Southern California is home to a grocery warehouse store that is an excellent source for special items, Smart and Final.    This business originated in the 1870s as a restaurant supply company, and through a series of mergers, acquisitions, and expansions became the store SoCal knows today.  My grandfather drove restaurant delivery trucks during the 1920s and 30s, and did have a working relationship with Smart and Final.  And, just so you know, the company takes its name from two early owners -- Mr. Smart and Mr. Final.  No fooling.  You can read about the history here.  

The point of this is that when I needed a source of wheat bran for this month's challenge, I headed to my local Smart and Final, and discovered some in the bin section.  I only had to buy the amount I needed, which was great.  

Lien had the home kitchen this month, and she asked the Babes to bake a rustic, nut-filled loaf of wheat bran bread.  There was a real variety of finished loaves, using different nuts and dried fruits and different shapes.  It's delicious bread, probably most useful in a loaf shape rather than the boules I made.   

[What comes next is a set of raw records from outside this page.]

//! Telemetry CSV reader producing a feature table.

use std::path::{Path, PathBuf};

use tracing::{debug, info, instrument, warn};

use crate::IoError;
use crate::domain::{FEATURE_COLUMNS, FeatureTable, TARGET_COLUMN};

/// ThingSpeak channel field names accepted in place of the canonical names.
const FIELD_ALIASES: [(&str, &str); 5] = [
    ("humid", "field1"),
    ("temp", "field2"),
    ("light", "field3"),
    ("water_level", "field4"),
    ("water_time", "field5"),
];

/// Reservoir level column. Not a model input, but a row without it is
/// an incomplete reading and is dropped when the column is present.
const WATER_LEVEL_COLUMN: &str = "water_level";

/// Reads sensor telemetry from a CSV file.
///
/// Expected CSV format:
/// - Header row required; column order is free and extra columns are ignored
/// - Columns `humid`, `temp`, `light`, `water_time` (or the channel fields
///   `field1`, `field2`, `field3`, `field5`)
/// - Optional column `water_level` (or `field4`)
///
/// Rows with an empty, non-numeric, or non-finite value in any required
/// column, or in `water_level` when that column exists, are dropped, since
/// partial feeds are normal for intermittent sensors.
///
/// # Errors
///
/// | Variant | Condition |
/// |---|---|
/// | [`IoError::FileNotFound`] | File doesn't exist or is unreadable |
/// | [`IoError::CsvParse`] | Malformed CSV record |
/// | [`IoError::MissingColumn`] | A required column is absent |
/// | [`IoError::EmptyDataset`] | No complete data row |
pub struct TelemetryReader {
    path: PathBuf,
}

impl TelemetryReader {
    /// Create a new reader for the given CSV file path.
    pub fn new(path: &Path) -> Self {
        Self {
            path: path.to_path_buf(),
        }
    }

    /// Read the CSV file, returning a [`FeatureTable`].
    #[instrument(skip(self), fields(path = %self.path.display()))]
    pub fn read(&self) -> Result<FeatureTable, IoError> {
        let file = std::fs::File::open(&self.path).map_err(|e| IoError::FileNotFound {
            path: self.path.clone(),
            source: e,
        })?;

        // flexible(true) so short rows are dropped like incomplete ones
        // instead of failing the whole file.
        let mut rdr = csv::ReaderBuilder::new()
            .has_headers(true)
            .flexible(true)
            .trim(csv::Trim::All)
            .from_reader(file);

        let header = rdr.headers().map_err(|e| self.csv_error(e))?.clone();
        let columns = self.resolve_columns(&header)?;
        let water_level = find_column(&header, WATER_LEVEL_COLUMN);
        debug!(?columns, ?water_level, "resolved telemetry columns");

        let mut features = Vec::new();
        let mut targets = Vec::new();
        let mut dropped = 0usize;

        for result in rdr.records() {
            let record = result.map_err(|e| self.csv_error(e))?;

            let parsed: Option<Vec<f64>> =
                columns.iter().map(|&col| parse_cell(&record, col)).collect();
            let level_ok = water_level.is_none_or(|col| parse_cell(&record, col).is_some());

            match parsed {
                Some(mut values) if level_ok => {
                    let target = values.pop().unwrap_or_default();
                    features.push(values);
                    targets.push(target);
                }
                _ => dropped += 1,
            }
        }

        if dropped > 0 {
            warn!(dropped, "dropped incomplete telemetry rows");
        }

        if targets.is_empty() {
            return Err(IoError::EmptyDataset {
                path: self.path.clone(),
            });
        }

        info!(n_samples = targets.len(), "telemetry loaded");

        Ok(FeatureTable::new(features, targets))
    }

    /// Map each required column (features, then target) to its header position.
    fn resolve_columns(&self, header: &csv::StringRecord) -> Result<Vec<usize>, IoError> {
        FEATURE_COLUMNS
            .iter()
            .chain(std::iter::once(&TARGET_COLUMN))
            .map(|&name| {
                find_column(header, name).ok_or_else(|| IoError::MissingColumn {
                    path: self.path.clone(),
                    column: name,
                })
            })
            .collect()
    }

    fn csv_error(&self, e: csv::Error) -> IoError {
        IoError::CsvParse {
            path: self.path.clone(),
            offset: e.position().map_or(0, |p| p.byte()),
            source: e,
        }
    }
}

/// Position of `name` in the header, falling back to its channel field alias.
fn find_column(header: &csv::StringRecord, name: &str) -> Option<usize> {
    let alias = FIELD_ALIASES
        .iter()
        .find(|(canonical, _)| *canonical == name)
        .map(|(_, field)| *field);
    header
        .iter()
        .position(|h| h == name)
        .or_else(|| alias.and_then(|a| header.iter().position(|h| h == a)))
}

/// Finite numeric value of cell `col`, or `None` when empty, missing, or unparseable.
fn parse_cell(record: &csv::StringRecord, col: usize) -> Option<f64> {
    record
        .get(col)
        .and_then(|raw| raw.parse::<f64>().ok())
        .filter(|v| v.is_finite())
}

As I'm writing this, I realized that I only managed to photograph one picture of my bread!  It's a good thing I made it awhile back, because life has been super busy lately.  Assisting and relocating a 94 year old parent is challenging at best.  Both of us are still adjusting to a new routine.  I've been told this process takes about 90 days.  Hope we both survive!

I do have some of the wheat bran left over, and I'd really like to try playing with the recipe, making it into loaves and adding some dates or cranberries.

Check out Lien's website for the recipe and instructions on how to be a Buddy.  Not many days remaining!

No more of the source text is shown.